Effective January 1, 2017, the Company early adopted ASU No. 2016-18, Statement of Cash Flows (Topic 230): Restricted Cash. The ASU requires that amounts generally described as restricted cash and restricted cash equivalents be included with cash and cash equivalents when reconciling the beginning-of-period and end-of-period total amounts shown on the statement of cash flows. The Company previously presented changes in restricted cash and restricted cash equivalents on the statements of cash flows as an investing activity. The Company generally describes amounts held in trust or on deposit to support underwriting activities as well as amounts pledged as security for letters of credit as restricted cash or restricted cash equivalents. The provisions of ASU No. 2016-18 were adopted on a retrospective basis and did not impact the Company's financial position, results of operations or total comprehensive income. As a result of adoption of this ASU, investing cash inflows of $61.1 million attributed to the change in restricted cash for the nine months ended September 30, 2016 were reclassified out of investing activities. The Company's statements of cash flows now include restricted cash and restricted cash equivalents in the beginning-of-period and end-of-period total amounts for cash, cash equivalents, restricted cash and restricted cash equivalents.
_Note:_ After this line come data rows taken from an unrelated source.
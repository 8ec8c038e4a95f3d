//! Calculator configuration loader.

use std::path::Path;

use calc_core::CalcConfig;

use crate::loaders::{LoadResult, read_file};

/// Loader for calculator configuration from TOML files.
pub struct ConfigLoader;

impl ConfigLoader {
    /// Load config data from a TOML file. Missing keys keep their defaults.
    pub fn load(path: &Path) -> LoadResult<CalcConfig> {
        let content = read_file(path)?;
        Self::parse(&content)
    }

    pub fn parse(content: &str) -> LoadResult<CalcConfig> {
        let config: CalcConfig = toml::from_str(content)
            .map_err(|e| anyhow::anyhow!("Failed to parse config TOML: {}", e))?;

        Ok(config)
    }
}

#[cfg(test)]
mod tests {
    use super::*;

    #[test]
    fn partial_config_keeps_defaults() {
        let config = ConfigLoader::parse("precision = 64\n").unwrap();
        assert_eq!(config.precision, 64);
        assert_eq!(config.total_population, CalcConfig::DEFAULT_TOTAL_POPULATION);
    }

    #[test]
    fn loads_from_file() {
        let dir = tempfile::tempdir().unwrap();
        let path = dir.path().join("config.toml");
        std::fs::write(&path, "total_population = 1000\n").unwrap();

        let config = ConfigLoader::load(&path).unwrap();
        assert_eq!(config.total_population, 1000);
        assert_eq!(config.precision, CalcConfig::DEFAULT_PRECISION);
    }

    #[test]
    fn missing_file_is_an_error() {
        let dir = tempfile::tempdir().unwrap();
        let err = ConfigLoader::load(&dir.path().join("absent.toml")).unwrap_err();
        assert!(err.to_string().contains("Failed to read file"));
    }
}
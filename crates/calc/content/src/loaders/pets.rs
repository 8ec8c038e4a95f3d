//! Pet record table loader.

use std::collections::BTreeMap;
use std::path::Path;

use calc_core::PetRecord;

use crate::loaders::{DataFormat, LoadResult, read_file};

/// Name → record, sorted by name.
pub type PetTable = BTreeMap<String, PetRecord>;

/// Loader for the pet table from JSON or RON files.
pub struct PetTableLoader;

impl PetTableLoader {
    /// Load the table; the format follows the file extension.
    ///
    /// The top level must be a map keyed by pet name.
    pub fn load(path: &Path) -> LoadResult<PetTable> {
        let content = read_file(path)?;
        Self::parse(&content, DataFormat::from_path(path))
    }

    pub fn parse(content: &str, format: DataFormat) -> LoadResult<PetTable> {
        format.parse(content, "pet table")
    }

    /// Serializes a table as JSON, the format of the local cache.
    pub fn to_json(table: &PetTable) -> LoadResult<String> {
        serde_json::to_string(table)
            .map_err(|e| anyhow::anyhow!("Failed to serialize pet table: {}", e))
    }
}
//! Stat model shared by the enumeration engine and the inference solver.
//!
//! ```text
//! [ hidden values u ] + [ modifier tuple ]
//!        ↓ × k/100
//! [ scaled components iH, iA, iD, iG ]
//!        ↓ fixed weights
//! [ weighted stats ] → floor → [ displayed stats ]
//! ```

pub mod block;
pub mod formula;
pub mod modifiers;

pub use block::{HiddenValues, Stat, StatBlock, StatVector};
pub use formula::{Weights, derive_stats, expected_stats, growth_factor, weighted_stats};
pub use modifiers::{ModifierIter, ModifierSpace, ModifierTuple};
Effective January 1, 2017, the Company early adopted ASU No. 2017-01, Business Combinations (Topic 805): Clarifying the Definition of a Business. The ASU changes the definition of a business to assist entities with evaluating when a set of transferred assets and activities is a business. The guidance provides a screen to determine when a set of assets and activities is not a business. The provisions of ASU No. 2017-01 were adopted on a prospective basis and did not have an impact on the Company's financial position, results of operations or cash flows.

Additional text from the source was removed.